* _Information_:
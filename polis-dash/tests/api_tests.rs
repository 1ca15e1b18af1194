//! Integration tests for polis-dash HTTP endpoints
//!
//! Tests cover:
//! - Health endpoint
//! - Dashboard page and query-parameter pre-fill
//! - Form run: validation message, success message, rendered output
//! - JSON run: summary, cache reuse, failure propagation

mod helpers;

use axum::http::StatusCode;
use helpers::*;
use polis_common::config::{DashboardConfig, PlotBackend};
use polis_dash::{build_router, AppState};
use serde_json::json;
use std::sync::Arc;
use tower::util::ServiceExt; // for `oneshot` method

fn setup_app(config: DashboardConfig, source: Arc<FakeSource>) -> axum::Router {
    build_router(AppState::new(config, source))
}

fn default_app(statements: usize) -> (axum::Router, Arc<FakeSource>) {
    let source = Arc::new(FakeSource::new(camp_dataset(statements)));
    (setup_app(DashboardConfig::default(), source.clone()), source)
}

// =============================================================================
// Health and static assets
// =============================================================================

#[tokio::test]
async fn test_health_endpoint() {
    let (app, _) = default_app(4);
    let response = app.oneshot(get("/health")).await.unwrap();
    assert_eq!(response.status(), StatusCode::OK);

    let body = body_json(response.into_body()).await;
    assert_eq!(body["status"], "ok");
    assert_eq!(body["module"], "polis-dash");
    assert!(body["version"].is_string());
    assert!(body["git_hash"].is_string());
    assert_eq!(body["plot_backend"], "interactive");
    assert_eq!(body["cached_reports"], 0);
    assert_eq!(body["progress_subscribers"], 0);
}

#[tokio::test]
async fn test_health_counts_cached_reports() {
    let (app, _) = default_app(6);
    let response = app
        .clone()
        .oneshot(post_json(
            "/api/run",
            json!({"report": "https://pol.is/report/abc123"}),
        ))
        .await
        .unwrap();
    assert_eq!(response.status(), StatusCode::OK);

    let response = app.oneshot(get("/health")).await.unwrap();
    let body = body_json(response.into_body()).await;
    assert_eq!(body["cached_reports"], 1);
}

#[tokio::test]
async fn test_app_js_served() {
    let (app, _) = default_app(4);
    let response = app.oneshot(get("/static/app.js")).await.unwrap();
    assert_eq!(response.status(), StatusCode::OK);
    assert_eq!(
        response.headers()["content-type"],
        "application/javascript"
    );

    // Subscribes with the run token before the form is sent
    let script = body_text(response.into_body()).await;
    assert!(script.contains("preventDefault"));
    assert!(script.contains("/events?run="));
    assert!(script.contains("'ConnectionStatus'"));
}

#[tokio::test]
async fn test_events_require_run_token() {
    let (app, _) = default_app(4);
    let response = app.oneshot(get("/events")).await.unwrap();
    assert_eq!(response.status(), StatusCode::BAD_REQUEST);
}

#[tokio::test]
async fn test_events_stream_for_run_token() {
    let (app, _) = default_app(4);
    let response = app.oneshot(get("/events?run=abc123")).await.unwrap();
    assert_eq!(response.status(), StatusCode::OK);
    assert_eq!(response.headers()["content-type"], "text/event-stream");
}

// =============================================================================
// Dashboard page
// =============================================================================

#[tokio::test]
async fn test_index_uses_default_report_url() {
    let (app, _) = default_app(4);
    let response = app.oneshot(get("/")).await.unwrap();
    assert_eq!(response.status(), StatusCode::OK);

    let html = body_text(response.into_body()).await;
    assert!(html.contains(r#"value="https://pol.is/report/r4zdxrdscmukmkakmbz3k""#));
    assert!(html.contains(r#"name="lang""#));
    assert!(html.contains(r#"name="run_token" type="hidden""#));
    assert!(html.contains("Run analysis"));
}

#[tokio::test]
async fn test_index_prefilled_from_query() {
    let (app, _) = default_app(4);
    let response = app
        .oneshot(get("/?report=https%3A%2F%2Fpol.is%2Freport%2Fabc123&lang=fr"))
        .await
        .unwrap();

    let html = body_text(response.into_body()).await;
    assert!(html.contains(r#"value="https://pol.is/report/abc123""#));
    assert!(html.contains(r#"maxlength="2" value="fr""#));
}

#[tokio::test]
async fn test_prefill_and_translation_can_be_disabled() {
    let config = DashboardConfig {
        query_prefill: false,
        translation_enabled: false,
        ..DashboardConfig::default()
    };
    let app = setup_app(config, Arc::new(FakeSource::new(camp_dataset(4))));
    let response = app
        .oneshot(get("/?report=https%3A%2F%2Fpol.is%2Freport%2Fabc123&lang=fr"))
        .await
        .unwrap();

    let html = body_text(response.into_body()).await;
    assert!(!html.contains("report/abc123"));
    assert!(!html.contains(r#"name="lang""#));
}

// =============================================================================
// Form run
// =============================================================================

#[tokio::test]
async fn test_blank_url_shows_validation_message_only() {
    let (app, source) = default_app(4);
    let response = app
        .oneshot(post_form("/run", "report=+++&lang="))
        .await
        .unwrap();
    assert_eq!(response.status(), StatusCode::OK);

    let html = body_text(response.into_body()).await;
    assert!(html.contains(r#"<div class="notice error">Please enter a Pol.is report URL.</div>"#));
    assert!(!html.contains("Statement Map"));
    assert!(!html.contains("statement-map"));
    assert_eq!(source.calls(), 0);
}

#[tokio::test]
async fn test_run_renders_map_and_inspection() {
    let (app, source) = default_app(12);
    let response = app
        .oneshot(post_form(
            "/run",
            "report=https%3A%2F%2Fpol.is%2Freport%2Fabc123&lang=&run_token=f00d",
        ))
        .await
        .unwrap();
    assert_eq!(response.status(), StatusCode::OK);

    let html = body_text(response.into_body()).await;
    assert!(html.contains("Loaded report with 12 statements"));
    assert!(html.contains("<h2>Statement Map</h2>"));
    assert!(html.contains(r#"<iframe class="statement-map""#));
    assert!(html.contains("Inspect derived variables"));
    assert_eq!(source.calls(), 1);
}

#[tokio::test]
async fn test_static_backend_renders_image() {
    let config = DashboardConfig {
        plot_backend: PlotBackend::Static,
        ..DashboardConfig::default()
    };
    let app = setup_app(config, Arc::new(FakeSource::new(camp_dataset(8))));
    let response = app
        .oneshot(post_form("/run", "report=https%3A%2F%2Fpol.is%2Freport%2Fabc123"))
        .await
        .unwrap();

    let html = body_text(response.into_body()).await;
    assert!(html.contains("data:image/svg+xml;base64,"));
}

#[tokio::test]
async fn test_unreachable_report_is_generic_failure() {
    let (app, _) = default_app(4);
    let response = app
        .oneshot(post_form("/run", "report=https%3A%2F%2Fdown.invalid%2Freport%2Fx"))
        .await
        .unwrap();
    assert_eq!(response.status(), StatusCode::BAD_GATEWAY);

    let body = body_json(response.into_body()).await;
    assert_eq!(body["error"]["code"], "SOURCE_ERROR");
}

// =============================================================================
// JSON run
// =============================================================================

#[tokio::test]
async fn test_json_run_summary() {
    let (app, _) = default_app(12);
    let response = app
        .oneshot(post_json(
            "/api/run",
            json!({"report": "https://pol.is/report/abc123", "lang": "fr"}),
        ))
        .await
        .unwrap();
    assert_eq!(response.status(), StatusCode::OK);

    let body = body_json(response.into_body()).await;
    assert_eq!(body["status"], "completed");
    assert_eq!(body["statements"], 12);
    assert_eq!(body["zoom_levels"], 3);
    assert_eq!(body["message"], "Loaded report with 12 statements");
    assert_eq!(body["top_labels"].as_array().unwrap().len(), 2);
}

#[tokio::test]
async fn test_json_run_rejected() {
    let (app, source) = default_app(4);
    let response = app
        .oneshot(post_json("/api/run", json!({"report": ""})))
        .await
        .unwrap();
    assert_eq!(response.status(), StatusCode::OK);

    let body = body_json(response.into_body()).await;
    assert_eq!(body["status"], "rejected");
    assert_eq!(body["message"], "Please enter a Pol.is report URL.");
    assert!(body.get("statements").is_none());
    assert_eq!(source.calls(), 0);
}

#[tokio::test]
async fn test_repeated_runs_share_cache() {
    let (app, source) = default_app(6);
    let request = json!({"report": "https://pol.is/report/abc123", "lang": "fr"});

    for _ in 0..2 {
        let response = app
            .clone()
            .oneshot(post_json("/api/run", request.clone()))
            .await
            .unwrap();
        assert_eq!(response.status(), StatusCode::OK);
    }
    assert_eq!(source.calls(), 1);

    // Different language is a different report identity
    let response = app
        .clone()
        .oneshot(post_json(
            "/api/run",
            json!({"report": "https://pol.is/report/abc123", "lang": "de"}),
        ))
        .await
        .unwrap();
    assert_eq!(response.status(), StatusCode::OK);
    assert_eq!(source.calls(), 2);
}

#[tokio::test]
async fn test_failed_load_retried_on_next_run() {
    let (app, source) = default_app(4);
    let request = json!({"report": "https://down.invalid/report/x"});

    for _ in 0..2 {
        let response = app
            .clone()
            .oneshot(post_json("/api/run", request.clone()))
            .await
            .unwrap();
        assert_eq!(response.status(), StatusCode::BAD_GATEWAY);
    }
    assert_eq!(source.calls(), 2);
}

#[tokio::test]
async fn test_invalid_language_is_bad_request() {
    let (app, source) = default_app(4);
    let response = app
        .oneshot(post_json(
            "/api/run",
            json!({"report": "https://pol.is/report/abc123", "lang": "f"}),
        ))
        .await
        .unwrap();
    assert_eq!(response.status(), StatusCode::BAD_REQUEST);
    assert_eq!(source.calls(), 0);
}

* _Required work_: Filtering the entries above by the word "content", copy each line that matches.

* _Answer below_:
        response.headers()["content-type"],
    assert_eq!(response.headers()["content-type"], "text/event-stream");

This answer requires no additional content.